#### Required work
Each record should be reproduced exactly.

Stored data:
*** Block opens ***

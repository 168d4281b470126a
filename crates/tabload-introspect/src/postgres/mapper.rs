use tabload_core::{ColumnDefinition, DialectType};

use super::queries::RawColumn;

/// Classify a PostgreSQL type name into its dialect family.
pub fn dialect_type(udt_name: &str) -> DialectType {
    match udt_name {
        "float4" | "float8" => DialectType::NumericFloat,
        "int2" | "int4" | "int8" | "numeric" | "oid" => DialectType::NumericIntegerOrDecimal,
        "date" | "timestamp" | "timestamptz" => DialectType::Date,
        _ => DialectType::Text,
    }
}

fn is_integer_type(udt_name: &str) -> bool {
    matches!(udt_name, "int2" | "int4" | "int8" | "oid")
}

pub fn map_columns(raw: Vec<RawColumn>) -> Vec<ColumnDefinition> {
    raw.into_iter()
        .map(|col| {
            let dialect_type = dialect_type(&col.udt_name);
            let numeric_scale = if is_integer_type(&col.udt_name) {
                Some(0)
            } else if dialect_type == DialectType::NumericIntegerOrDecimal {
                col.numeric_scale
            } else {
                None
            };

            ColumnDefinition {
                ordinal: col.ordinal_position,
                name: col.name,
                dialect_type,
                type_name: col.data_type,
                nullable: col.is_nullable,
                length: col.character_max_length,
                numeric_precision: col.numeric_precision,
                numeric_scale,
            }
        })
        .collect()
}
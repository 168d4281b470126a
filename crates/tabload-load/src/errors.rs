use tabload_codec::CodecError;
use thiserror::Error;

/// Errors emitted while loading, exporting or realigning tables.
#[derive(Debug, Error)]
pub enum LoadError {
    #[error(transparent)]
    Core(#[from] tabload_core::Error),
    #[error(transparent)]
    Codec(#[from] CodecError),
    #[error("execution error: {0}")]
    Execution(String),
    #[error("io error: {0}")]
    Io(#[from] std::io::Error),
    #[error("json error: {0}")]
    Json(#[from] serde_json::Error),
    #[error("invalid options: {0}")]
    InvalidOptions(String),
}

impl From<sqlx::Error> for LoadError {
    fn from(value: sqlx::Error) -> Self {
        LoadError::Execution(value.to_string())
    }
}

impl LoadError {
    /// True when the row source can no longer be read.
    pub fn is_fatal(&self) -> bool {
        matches!(self, LoadError::Codec(err) if err.is_fatal())
    }
}
//! QR code generation.

use std::path::{Path, PathBuf};

use qrcode::render::svg;
use qrcode::QrCode;

use crate::types::config::QrConfig;
use crate::{RetroError, RetroResult};

/// Encodes data as a QR code image on disk.
pub trait QrGenerator: Send + Sync {
    /// Writes the image and returns its path.
    fn generate(&self, data: &str) -> RetroResult<PathBuf>;
}

/// Renders QR codes as SVG files.
#[derive(Debug, Clone)]
pub struct SvgQrGenerator {
    output: PathBuf,
    min_dimension: u32,
}

impl SvgQrGenerator {
    /// Creates a generator writing to `output`.
    pub fn new(output: impl Into<PathBuf>, min_dimension: u32) -> Self {
        Self {
            output: output.into(),
            min_dimension,
        }
    }

    /// Creates a generator from the `[qr]` configuration.
    pub fn from_config(config: &QrConfig) -> Self {
        Self::new(config.output.clone(), config.min_dimension)
    }

    /// Path the image is written to.
    pub fn output(&self) -> &Path {
        &self.output
    }
}

impl QrGenerator for SvgQrGenerator {
    fn generate(&self, data: &str) -> RetroResult<PathBuf> {
        if data.trim().is_empty() {
            return Err(RetroError::Qr("nothing to encode".to_string()));
        }

        let code = QrCode::new(data.as_bytes()).map_err(|e| RetroError::Qr(e.to_string()))?;
        let image = code
            .render()
            .min_dimensions(self.min_dimension, self.min_dimension)
            .dark_color(svg::Color("#000000"))
            .light_color(svg::Color("#ffffff"))
            .build();

        if let Some(parent) = self.output.parent().filter(|p| !p.as_os_str().is_empty()) {
            std::fs::create_dir_all(parent)?;
        }
        std::fs::write(&self.output, image)?;

        tracing::info!(path = %self.output.display(), bytes = data.len(), "QR code written");
        Ok(self.output.clone())
    }
}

*** Block closes ***

#### Result for this exercise
repository 168d4281b470126a
filename crates/tabload-introspect/src/postgres/mapper.rs
use tabload_core::{ColumnDefinition, DialectType};

use super::queries::RawColumn;

/// Classify a PostgreSQL type name into its dialect family.
pub fn dialect_type(udt_name: &str) -> DialectType {
    match udt_name {
        "float4" | "float8" => DialectType::NumericFloat,
        "int2" | "int4" | "int8" | "numeric" | "oid" => DialectType::NumericIntegerOrDecimal,
        "date" | "timestamp" | "timestamptz" => DialectType::Date,
        _ => DialectType::Text,
    }
}

fn is_integer_type(udt_name: &str) -> bool {
    matches!(udt_name, "int2" | "int4" | "int8" | "oid")
}

pub fn map_columns(raw: Vec<RawColumn>) -> Vec<ColumnDefinition> {
    raw.into_iter()
        .map(|col| {
            let dialect_type = dialect_type(&col.udt_name);
            let numeric_scale = if is_integer_type(&col.udt_name) {
                Some(0)
            } else if dialect_type == DialectType::NumericIntegerOrDecimal {
                col.numeric_scale
            } else {
                None
            };

            ColumnDefinition {
                ordinal: col.ordinal_position,
                name: col.name,
                dialect_type,
                type_name: col.data_type,
                nullable: col.is_nullable,
                length: col.character_max_length,
                numeric_precision: col.numeric_precision,
                numeric_scale,
            }
        })
        .collect()
}
repository 168d4281b470126a
filename crates/tabload-load/src/errors.rs
use tabload_codec::CodecError;
use thiserror::Error;

/// Errors emitted while loading, exporting or realigning tables.
#[derive(Debug, Error)]
pub enum LoadError {
    #[error(transparent)]
    Core(#[from] tabload_core::Error),
    #[error(transparent)]
    Codec(#[from] CodecError),
    #[error("execution error: {0}")]
    Execution(String),
    #[error("io error: {0}")]
    Io(#[from] std::io::Error),
    #[error("json error: {0}")]
    Json(#[from] serde_json::Error),
    #[error("invalid options: {0}")]
    InvalidOptions(String),
}

impl From<sqlx::Error> for LoadError {
    fn from(value: sqlx::Error) -> Self {
        LoadError::Execution(value.to_string())
    }
}

impl LoadError {
    /// True when the row source can no longer be read.
    pub fn is_fatal(&self) -> bool {
        matches!(self, LoadError::Codec(err) if err.is_fatal())
    }
}
//! QR code generation.

use std::path::{Path, PathBuf};

use qrcode::render::svg;
use qrcode::QrCode;

use crate::types::config::QrConfig;
use crate::{RetroError, RetroResult};

/// Encodes data as a QR code image on disk.
pub trait QrGenerator: Send + Sync {
    /// Writes the image and returns its path.
    fn generate(&self, data: &str) -> RetroResult<PathBuf>;
}

/// Renders QR codes as SVG files.
#[derive(Debug, Clone)]
pub struct SvgQrGenerator {
    output: PathBuf,
    min_dimension: u32,
}

impl SvgQrGenerator {
    /// Creates a generator writing to `output`.
    pub fn new(output: impl Into<PathBuf>, min_dimension: u32) -> Self {
        Self {
            output: output.into(),
            min_dimension,
        }
    }

    /// Creates a generator from the `[qr]` configuration.
    pub fn from_config(config: &QrConfig) -> Self {
        Self::new(config.output.clone(), config.min_dimension)
    }

    /// Path the image is written to.
    pub fn output(&self) -> &Path {
        &self.output
    }
}

impl QrGenerator for SvgQrGenerator {
    fn generate(&self, data: &str) -> RetroResult<PathBuf> {
        if data.trim().is_empty() {
            return Err(RetroError::Qr("nothing to encode".to_string()));
        }

        let code = QrCode::new(data.as_bytes()).map_err(|e| RetroError::Qr(e.to_string()))?;
        let image = code
            .render()
            .min_dimensions(self.min_dimension, self.min_dimension)
            .dark_color(svg::Color("#000000"))
            .light_color(svg::Color("#ffffff"))
            .build();

        if let Some(parent) = self.output.parent().filter(|p| !p.as_os_str().is_empty()) {
            std::fs::create_dir_all(parent)?;
        }
        std::fs::write(&self.output, image)?;

        tracing::info!(path = %self.output.display(), bytes = data.len(), "QR code written");
        Ok(self.output.clone())
    }
}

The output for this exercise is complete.